- [What is required]: Please set down only the lines between the line containing "self.snapshot = fresh.clone();" and the end of the records, inclusive, exactly as they stand.

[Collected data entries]
//! Command implementations for the exprcalc CLI.
//!
//! This module contains the actual command handlers that are invoked by the CLI.

pub mod check;
pub mod completions;
pub mod config;
pub mod eval;
pub mod parse;
pub mod tokens;
pub mod vars;

use std::io::{self, Read};

use exprcalc_rs::{EvalError, ParseError, Position};

use crate::cli::Cli;

/// Error type for command execution.
#[derive(Debug, thiserror::Error)]
pub enum CommandError {
    /// The expression did not parse.
    #[error("parse error: {0}")]
    Parse(#[from] ParseError),

    /// The expression parsed but failed to evaluate.
    #[error("evaluation error: {0}")]
    Eval(#[from] EvalError),

    /// Configuration or variable-file error.
    #[error("configuration error: {0}")]
    Config(String),

    /// I/O error.
    #[error("I/O error: {0}")]
    Io(#[from] io::Error),

    /// Serialization error.
    #[error("serialization error: {0}")]
    Json(#[from] serde_json::Error),
}

impl CommandError {
    /// Returns the expression position the error points at, if any.
    pub fn position(&self) -> Option<Position> {
        match self {
            CommandError::Parse(e) => Some(e.position()),
            CommandError::Eval(e) => Some(e.position()),
            _ => None,
        }
    }
}

/// Result type for command execution.
pub type Result<T> = std::result::Result<T, CommandError>;

/// Context for command execution, containing common dependencies.
pub struct CommandContext {
    /// Whether to output JSON.
    pub json_output: bool,
    /// Whether to use colors.
    pub use_colors: bool,
    /// Whether to be quiet (errors only).
    pub quiet: bool,
    /// Whether to be verbose.
    pub verbose: bool,
}

impl CommandContext {
    /// Creates a new command context from CLI arguments.
    pub fn from_cli(cli: &Cli) -> Self {
        Self {
            json_output: cli.json,
            use_colors: !cli.no_color && std::env::var_os("NO_COLOR").is_none(),
            quiet: cli.quiet,
            verbose: cli.verbose,
        }
    }
}

/// Returns the expression text, reading stdin when the argument is `-`.
pub fn read_expression(arg: &str) -> Result<String> {
    if arg != "-" {
        return Ok(arg.to_string());
    }

    let mut text = String::new();
    io::stdin().read_to_string(&mut text)?;
    Ok(text.trim_end_matches(['\n', '\r']).to_string())
}
//! Tree-walking evaluation of parsed expressions.
//!
//! This module provides the [`Evaluator`], which reduces an [`Expression`]
//! to a single value under a [`Context`].
//!
//! # Type rules
//!
//! - Comparisons require both sides to have the same type. Numbers and
//!   strings support all six operators; booleans support only `==` and `!=`.
//! - `AND`/`OR` require boolean operands, except that a lone operand passes
//!   through unchanged.
//!
//! # Short-circuiting
//!
//! With exactly two operands, `true OR x` and `false AND x` return without
//! evaluating `x` at all, so `x` may even have the wrong type. With three or
//! more operands the fold evaluates and type-checks the next operand before
//! noticing the result is already decided, then stops. So `true OR 1 OR x` is a
//! type error while `true OR 1` is `true`.
//!
//! # Example
//!
//! ```
//! use exprcalc_rs::{Context, Evaluator, ExpressionParser, Value};
//!
//! let expr = ExpressionParser::parse("1 < 2 AND 'a' < 'b'").unwrap();
//! let evaluator = Evaluator::new(Context::empty());
//! assert_eq!(evaluator.evaluate(&expr).unwrap(), Some(Value::Boolean(true)));
//! ```

use std::fmt;

use crate::ast::{
    Compare, CompareOp, ConditionOperand, Expression, Literal, OrCondition, Term, TermKind,
};
use crate::context::Context;
use crate::error::{EvalError, EvalResult};
use crate::lexer::Position;
use crate::value::{Operand, Value};

/// A logical operator joining the children of an [`Expression`] or [`OrCondition`].
#[derive(Debug, Clone, Copy, PartialEq, Eq)]
enum Logic {
    And,
    Or,
}

impl Logic {
    /// The left-hand value that decides the result on its own.
    fn deciding_value(self) -> bool {
        match self {
            Logic::And => false,
            Logic::Or => true,
        }
    }

    fn apply(self, lhs: bool, rhs: bool) -> bool {
        match self {
            Logic::And => lhs && rhs,
            Logic::Or => lhs || rhs,
        }
    }
}

impl fmt::Display for Logic {
    fn fmt(&self, f: &mut fmt::Formatter<'_>) -> fmt::Result {
        match self {
            Logic::And => f.write_str("AND"),
            Logic::Or => f.write_str("OR"),
        }
    }
}

/// Evaluates parsed expressions against a context.
///
/// The evaluator holds no state besides the context, so one instance can
/// evaluate any number of expressions.
#[derive(Debug, Clone, Copy)]
pub struct Evaluator<'a> {
    context: Context<'a>,
}

impl<'a> Evaluator<'a> {
    /// Creates a new evaluator.
    pub fn new(context: Context<'a>) -> Self {
        Self { context }
    }

    /// Evaluates `expr` and maps the result to an external value.
    ///
    /// Returns `Ok(None)` for the empty expression.
    pub fn evaluate(&self, expr: &Expression) -> EvalResult<Option<Value>> {
        self.evaluate_raw(expr).map(Operand::into_external)
    }

    /// Evaluates `expr` to the internal tagged value.
    pub fn evaluate_raw(&self, expr: &Expression) -> EvalResult<Operand> {
        self.evaluate_expression(expr)
    }

    /// Reduces `OR`-joined conditions.
    fn evaluate_expression(&self, expr: &Expression) -> EvalResult<Operand> {
        let Some((first, rest)) = expr.conditions.split_first() else {
            return Ok(Operand::Empty);
        };

        let lhs = self.evaluate_or_condition(first)?;
        self.fold_logic(Logic::Or, expr.position, lhs, rest, |condition| {
            self.evaluate_or_condition(condition)
        })
    }

    /// Reduces `AND`-joined operands.
    fn evaluate_or_condition(&self, condition: &OrCondition) -> EvalResult<Operand> {
        let Some((first, rest)) = condition.operands.split_first() else {
            return Ok(Operand::Empty);
        };

        let lhs = self.evaluate_condition_operand(first)?;
        self.fold_logic(Logic::And, condition.position, lhs, rest, |operand| {
            self.evaluate_condition_operand(operand)
        })
    }

    /// Folds the remaining children of a logical node into `lhs`.
    ///
    /// `lhs` is the already-evaluated first child.
    fn fold_logic<T>(
        &self,
        logic: Logic,
        position: Position,
        mut lhs: Operand,
        rest: &[T],
        mut evaluate_child: impl FnMut(&T) -> EvalResult<Operand>,
    ) -> EvalResult<Operand> {
        let deciding = logic.deciding_value();

        // Two operands: a deciding lhs skips the right side entirely.
        if rest.len() == 1 && lhs == Operand::Boolean(deciding) {
            return Ok(lhs);
        }

        for child in rest {
            let rhs = evaluate_child(child)?;

            let (lhs_bool, rhs_bool) = match (&lhs, &rhs) {
                (Operand::Boolean(l), Operand::Boolean(r)) => (*l, *r),
                (Operand::Boolean(_), other) => {
                    return Err(EvalError::type_mismatch(
                        position,
                        format!(
                            "right operand of {logic} must be boolean, found {}",
                            other.type_name()
                        ),
                    ))
                }
                (other, _) => {
                    return Err(EvalError::type_mismatch(
                        position,
                        format!(
                            "left operand of {logic} must be boolean, found {}",
                            other.type_name()
                        ),
                    ))
                }
            };

            // The child above was evaluated even though lhs already decided
            // the result; only later children are skipped.
            if lhs_bool == deciding {
                break;
            }
            lhs = Operand::Boolean(logic.apply(lhs_bool, rhs_bool));
        }

        Ok(lhs)
    }

    /// Evaluates a term and its optional comparison.
    fn evaluate_condition_operand(&self, operand: &ConditionOperand) -> EvalResult<Operand> {
        let lhs = self.evaluate_term(&operand.term)?;

        match &operand.compare {
            Some(compare) => self.evaluate_compare(lhs, compare),
            None => Ok(lhs),
        }
    }

    /// Compares `lhs` with the comparison's right-hand term.
    ///
    /// Dispatch is on the left operand's type; the right operand must match it.
    fn evaluate_compare(&self, lhs: Operand, compare: &Compare) -> EvalResult<Operand> {
        let rhs = self.evaluate_term(&compare.term)?;
        let op = compare.operator;
        let mismatch = |expected: &str, found: &Operand| {
            EvalError::type_mismatch(
                compare.position,
                format!(
                    "right operand of `{op}` must be {expected}, found {}",
                    found.type_name()
                ),
            )
        };

        let result = match (&lhs, &rhs) {
            (Operand::Number(l), Operand::Number(r)) => op.apply(l, r),
            (Operand::Number(_), other) => return Err(mismatch("a number", other)),

            (Operand::Text(l), Operand::Text(r)) => op.apply(l.as_str(), r.as_str()),
            (Operand::Text(_), other) => return Err(mismatch("a string", other)),

            (Operand::Boolean(l), Operand::Boolean(r)) => match op {
                CompareOp::Eq => l == r,
                CompareOp::Ne => l != r,
                CompareOp::Lt | CompareOp::Gt | CompareOp::Le | CompareOp::Ge => {
                    return Err(EvalError::type_mismatch(
                        compare.position,
                        format!("unsupported boolean comparison operator `{op}`"),
                    ))
                }
            },
            (Operand::Boolean(_), other) => return Err(mismatch("a boolean", other)),

            (Operand::Empty | Operand::Opaque(_), _) => {
                return Err(EvalError::type_mismatch(
                    compare.position,
                    format!(
                        "left operand of `{op}` must be a number, string, or boolean, found {}",
                        lhs.type_name()
                    ),
                ))
            }
        };

        Ok(Operand::Boolean(result))
    }

    /// Evaluates a literal, identifier or sub-expression.
    fn evaluate_term(&self, term: &Term) -> EvalResult<Operand> {
        match &term.kind {
            TermKind::Literal(literal) => Ok(match literal {
                Literal::Number(n) => Operand::Number(*n),
                Literal::Text(s) => Operand::Text(s.clone()),
                Literal::Boolean(b) => Operand::Boolean(*b),
            }),

            TermKind::Identifier(name) => {
                let resolver = self.context.resolver().ok_or_else(|| EvalError::Context {
                    position: term.position,
                    name: name.clone(),
                })?;
                resolver
                    .resolve(name)
                    .map(Operand::from)
                    .map_err(|source| EvalError::Identifier {
                        position: term.position,
                        name: name.clone(),
                        source,
                    })
            }

            TermKind::SubExpression(inner) => self.evaluate_expression(inner),
        }
    }
}

impl Expression {
    /// Evaluates this expression against `context`.
    ///
    /// The tree is not modified, so the same expression can be evaluated
    /// repeatedly with different contexts.
    pub fn evaluate(&self, context: &Context<'_>) -> EvalResult<Option<Value>> {
        Evaluator::new(*context).evaluate(self)
    }
}
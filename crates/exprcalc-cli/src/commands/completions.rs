//! Shell completions command implementation.
//!
//! Generate shell completions for bash, zsh, fish, and powershell.

use std::io;

use clap::CommandFactory;
use clap_complete::{generate, Shell as ClapShell};

use crate::cli::{Cli, Shell};

impl From<&Shell> for ClapShell {
    fn from(shell: &Shell) -> Self {
        match shell {
            Shell::Bash => ClapShell::Bash,
            Shell::Zsh => ClapShell::Zsh,
            Shell::Fish => ClapShell::Fish,
            Shell::Powershell => ClapShell::PowerShell,
        }
    }
}

/// Generate shell completions for the given shell and write to stdout.
///
/// # Errors
///
/// Returns an error if writing to stdout fails.
pub fn execute(shell: &Shell) -> io::Result<()> {
    write_completions(shell, &mut io::stdout())
}

fn write_completions(shell: &Shell, out: &mut dyn io::Write) -> io::Result<()> {
    let mut cmd = Cli::command();
    generate(ClapShell::from(shell), &mut cmd, "exprcalc", out);
    out.flush()
}

#[cfg(test)]
mod tests {
    use super::*;

    #[test]
    fn test_shell_mapping() {
        assert!(matches!(ClapShell::from(&Shell::Bash), ClapShell::Bash));
        assert!(matches!(ClapShell::from(&Shell::Zsh), ClapShell::Zsh));
        assert!(matches!(ClapShell::from(&Shell::Fish), ClapShell::Fish));
        assert!(matches!(
            ClapShell::from(&Shell::Powershell),
            ClapShell::PowerShell
        ));
    }

    #[test]
    fn test_bash_completions_mention_subcommands() {
        let mut out = Vec::new();
        write_completions(&Shell::Bash, &mut out).unwrap();
        let script = String::from_utf8(out).unwrap();
        assert!(script.contains("exprcalc"));
        assert!(script.contains("eval"));
    }
}
//! Recursive descent parser for expressions.

use std::str::FromStr;

use crate::ast::{Compare, ConditionOperand, Expression, Literal, OrCondition, Term, TermKind};
use crate::error::{ParseError, ParseResult, SyntaxError};
use crate::lexer::{Lexer, Position, PositionedToken, Token};

const EXPECTED_TERM: &str = "a literal, identifier or `(`";
const EXPECTED_CLOSE_PAREN: &str = "`)`";

/// Parser for expressions.
///
/// # Grammar
///
/// ```text
/// expression ::= or_cond ("OR" or_cond)*
/// or_cond    ::= operand ("AND" operand)*
/// operand    ::= term [compare_op term]
/// term       ::= literal | identifier | "(" expression ")"
/// literal    ::= number | string | boolean
/// compare_op ::= "==" | "!=" | "<" | ">" | "<=" | ">="
/// ```
///
/// # Operator Precedence (highest to lowest)
///
/// 1. `(...)`, literals, identifiers
/// 2. comparison operators (at most one per operand, non-associative)
/// 3. `AND` - left-associative
/// 4. `OR` - left-associative
///
/// The parser does no type checking: `"a" < 1` parses fine and only fails
/// when evaluated.
///
/// Parentheses may nest at most [`MAX_NESTING_DEPTH`](Self::MAX_NESTING_DEPTH)
/// levels deep. Deeper input fails with [`SyntaxError::NestingTooDeep`], which
/// also bounds the recursion of everything that walks a parsed tree.
///
/// # Example
///
/// ```
/// use exprcalc_rs::ExpressionParser;
///
/// let expr = ExpressionParser::parse("age >= 18 AND member").unwrap();
/// assert_eq!(expr.conditions.len(), 1);
/// assert_eq!(expr.conditions[0].operands.len(), 2);
/// ```
pub struct ExpressionParser {
    tokens: Vec<PositionedToken>,
    position: usize,
    /// Position just past the last character of the input.
    end: Position,
    /// Number of currently open parentheses.
    depth: usize,
}

impl ExpressionParser {
    /// Maximum number of nested parentheses.
    pub const MAX_NESTING_DEPTH: usize = 256;

    /// Parses an expression string into an [`Expression`] AST.
    ///
    /// Empty or whitespace-only input yields the empty expression.
    ///
    /// # Errors
    ///
    /// Returns `ParseError::Lex` if the text contains a character sequence no
    /// token matches, and `ParseError::Syntax` if the tokens do not follow
    /// the grammar.
    pub fn parse(input: &str) -> ParseResult<Expression> {
        let mut lexer = Lexer::new(input);
        let tokens = lexer.by_ref().collect::<Result<Vec<_>, _>>()?;
        if tokens.is_empty() {
            return Ok(Expression::empty());
        }

        let mut parser = Self {
            tokens,
            position: 0,
            end: lexer.position(),
            depth: 0,
        };
        let expression = parser.parse_expression()?;

        // Check that we consumed all tokens
        if let Some(remaining) = parser.peek() {
            return Err(SyntaxError::TrailingInput {
                position: remaining.position,
                found: remaining.token.to_string(),
            }
            .into());
        }

        Ok(expression)
    }

    /// Returns the current token without consuming it.
    fn peek(&self) -> Option<&PositionedToken> {
        self.tokens.get(self.position)
    }

    /// Consumes and returns the current token.
    fn advance(&mut self) -> Option<PositionedToken> {
        let token = self.tokens.get(self.position).cloned();
        if token.is_some() {
            self.position += 1;
        }
        token
    }

    /// Checks if the current token matches the expected token.
    fn check(&self, expected: &Token) -> bool {
        self.peek().is_some_and(|pt| &pt.token == expected)
    }

    /// Position of the current token, or end of input.
    fn current_position(&self) -> Position {
        self.peek().map_or(self.end, |pt| pt.position)
    }

    /// Parses `or_cond ("OR" or_cond)*`.
    fn parse_expression(&mut self) -> Result<Expression, SyntaxError> {
        let position = self.current_position();
        let mut conditions = vec![self.parse_or_condition()?];

        while self.check(&Token::Or) {
            self.advance(); // consume 'OR'
            conditions.push(self.parse_or_condition()?);
        }

        Ok(Expression {
            position,
            conditions,
        })
    }

    /// Parses `operand ("AND" operand)*`.
    fn parse_or_condition(&mut self) -> Result<OrCondition, SyntaxError> {
        let position = self.current_position();
        let mut operands = vec![self.parse_operand()?];

        while self.check(&Token::And) {
            self.advance(); // consume 'AND'
            operands.push(self.parse_operand()?);
        }

        Ok(OrCondition { position, operands })
    }

    /// Parses `term [compare_op term]`.
    fn parse_operand(&mut self) -> Result<ConditionOperand, SyntaxError> {
        let position = self.current_position();
        let term = self.parse_term()?;

        let compare = match self.peek() {
            Some(PositionedToken {
                token: Token::Compare(operator),
                position,
            }) => {
                let (operator, position) = (*operator, *position);
                self.advance(); // consume operator
                Some(Compare {
                    position,
                    operator,
                    term: self.parse_term()?,
                })
            }
            _ => None,
        };

        Ok(ConditionOperand {
            position,
            term,
            compare,
        })
    }

    /// Parses `literal | identifier | "(" expression ")"`.
    fn parse_term(&mut self) -> Result<Term, SyntaxError> {
        let PositionedToken { token, position } =
            self.advance().ok_or(SyntaxError::UnexpectedEndOfInput {
                position: self.end,
                expected: EXPECTED_TERM,
            })?;

        let kind = match token {
            Token::Number(n) => TermKind::Literal(Literal::Number(n)),
            Token::String(s) => TermKind::Literal(Literal::Text(s)),
            Token::Boolean(b) => TermKind::Literal(Literal::Boolean(b)),
            Token::Identifier(name) => TermKind::Identifier(name),

            // Parenthesized expression
            Token::OpenParen => {
                if self.check(&Token::CloseParen) {
                    return Err(SyntaxError::EmptySubExpression { position });
                }
                if self.depth >= Self::MAX_NESTING_DEPTH {
                    return Err(SyntaxError::NestingTooDeep { position });
                }
                self.depth += 1;
                let inner = self.parse_expression()?;
                match self.advance() {
                    Some(PositionedToken {
                        token: Token::CloseParen,
                        ..
                    }) => {}
                    Some(other) => {
                        return Err(SyntaxError::unexpected(
                            other.position,
                            other.token,
                            EXPECTED_CLOSE_PAREN,
                        ))
                    }
                    None => return Err(SyntaxError::UnclosedParenthesis { position }),
                }
                self.depth -= 1;
                TermKind::SubExpression(Box::new(inner))
            }

            // Unexpected tokens
            other @ (Token::And | Token::Or | Token::Compare(_) | Token::CloseParen) => {
                return Err(SyntaxError::unexpected(position, other, EXPECTED_TERM))
            }
        };

        Ok(Term { position, kind })
    }
}

impl FromStr for Expression {
    type Err = ParseError;

    fn from_str(s: &str) -> Result<Self, Self::Err> {
        ExpressionParser::parse(s)
    }
}
use super::generator;
use super::Dataset;
use chrono::Utc;
use rand::rngs::StdRng;
use rand::SeedableRng;

/// Owner of the fallback dataset.
///
/// Holds exactly one snapshot at a time. `regenerate` builds a complete new
/// snapshot before swapping it in, so readers never observe a mix of old and
/// new sequences.
pub struct DatasetStore {
    rng: StdRng,
    snapshot: Dataset,
}

impl DatasetStore {
    pub fn new(seed: Option<u64>) -> Self {
        let rng = match seed {
            Some(seed) => StdRng::seed_from_u64(seed),
            None => StdRng::from_entropy(),
        };
        Self::with_rng(rng)
    }

    pub fn with_rng(mut rng: StdRng) -> Self {
        let snapshot = generator::generate_dataset(&mut rng, Utc::now());
        Self { rng, snapshot }
    }

    pub fn current(&self) -> &Dataset {
        &self.snapshot
    }

    pub fn regenerate(&mut self) -> Dataset {
        let fresh = generator::generate_dataset(&mut self.rng, Utc::now());
        self.snapshot = fresh.clone();
        tracing::debug!(
            mentions = fresh.mentions.len(),
            trends = fresh.trends.len(),
            "regenerated mock dataset"
        );
        fresh
    }
}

- [Result for this exercise]:
        self.snapshot = fresh.clone();
        tracing::debug!(
            mentions = fresh.mentions.len(),
            trends = fresh.trends.len(),
            "regenerated mock dataset"
        );
        fresh
    }
}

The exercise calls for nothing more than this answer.